2018 Film Reviews

TIFF 2018 Review: Steve McQueen’s ‘Widows’

British filmmaker Steve McQueen has made a name for himself with issue films, more memorably with his Oscar-winning feature 12 Years a Slave in 2013. Perhaps it therefore shouldn’t be such a surprise that his new film Widows, although presented as a heist film a la Ocean’s Eight, tackles such heavy subjects as grief, female independence and racial discrimination. What is truly impressive is how those elements all come together smoothly and effectively, making for McQueen’s most commercial film, but also one of his best to date.

When her husband Harry Rawlings (Liam Neeson) suddenly dies in a shootout, the details of which the police is keeping hidden, Veronica (Viola Davis) barely has any time to grieve properly. Soon enough, a man called Jamal Manning (Brian Tyree Henry) comes to her home to threaten her (and her lovely, innocent dog): Harry and his associates, who also perished in the incident, left behind a big debt that Veronica must pay back if she wants to live.

McQueen doesn’t diminish Veronica’s fear, but nor does he let it obfuscate the sorrow she feels for her husband. It’s hard to imagine another actress capable of communicating Veronica’s complicated emotions better than Davis: her face is where the film’s drama really takes place. McQueen never makes the spectator pity his tortured and unlikely heroine. Instead, he has great empathy for her and lets her dictate the film’s progression. Widows moves at the rhythm of Veronica’s recollections of Harry: she remembers her sensations when she would lie in bed with him, or his reflection appears to her in a window as Nina Simone singing ‘Wild Is the Wind” turns on the record player. Even as Veronica worries about the secrets he had for her, his ghost is always there, because she can’t help loving him and hurting.

More from Manuela Lazic: TIFF 2018 Review: Sara Colangelo’s ‘The Kindergarten Teacher’
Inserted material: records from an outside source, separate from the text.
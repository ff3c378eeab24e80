//! Request middleware
//!
//! Provides attempt logging and rate limiting for auth actions.

pub mod logging;
pub mod rate_limit;

pub use rate_limit::RateLimiter;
A plan to secure some funds appears from beyond Harry’s grave, but Veronica knows she will need help to execute it, and contacts the widows of Harry’s partners in crime. McQueen gives just as much attention to Linda’s (Michelle Rodriguez) and Alice’s (Elizabeth Debicki) pain, which is of a different nature. Their relationships with their husbands were unique, and so is their mourning. Based on Lynda La Plante’s television script and adapted for the screen by McQueen and Gillian Flynn, this version of Widows gives a lot of space to the women of its title and their less admirable or conventional emotions. For however heartbroken they may be, they are also now broke and in need of new resources, which makes McQueen navigate the perilous waters of female autonomy. To survive, each has to use her wits, which Hollywood often takes to mean that women have to degrade themselves for a male spectator. But just as Flynn’s Gone Girl character always remained in control, the women here, while not being qualified spies, still have self-respect and ingenuity. When Linda brings her nanny Belle (the energetic Cynthia Erivo) to become the driver for the coup that the team is planning, the young recruit refuses to have her employer or anyone else vouch for her: she vouches for herself. Far from the superficial feminism of Ocean’s Eight, Widows gives its female characters real chances to show what they are made of, and what they want, on their own terms.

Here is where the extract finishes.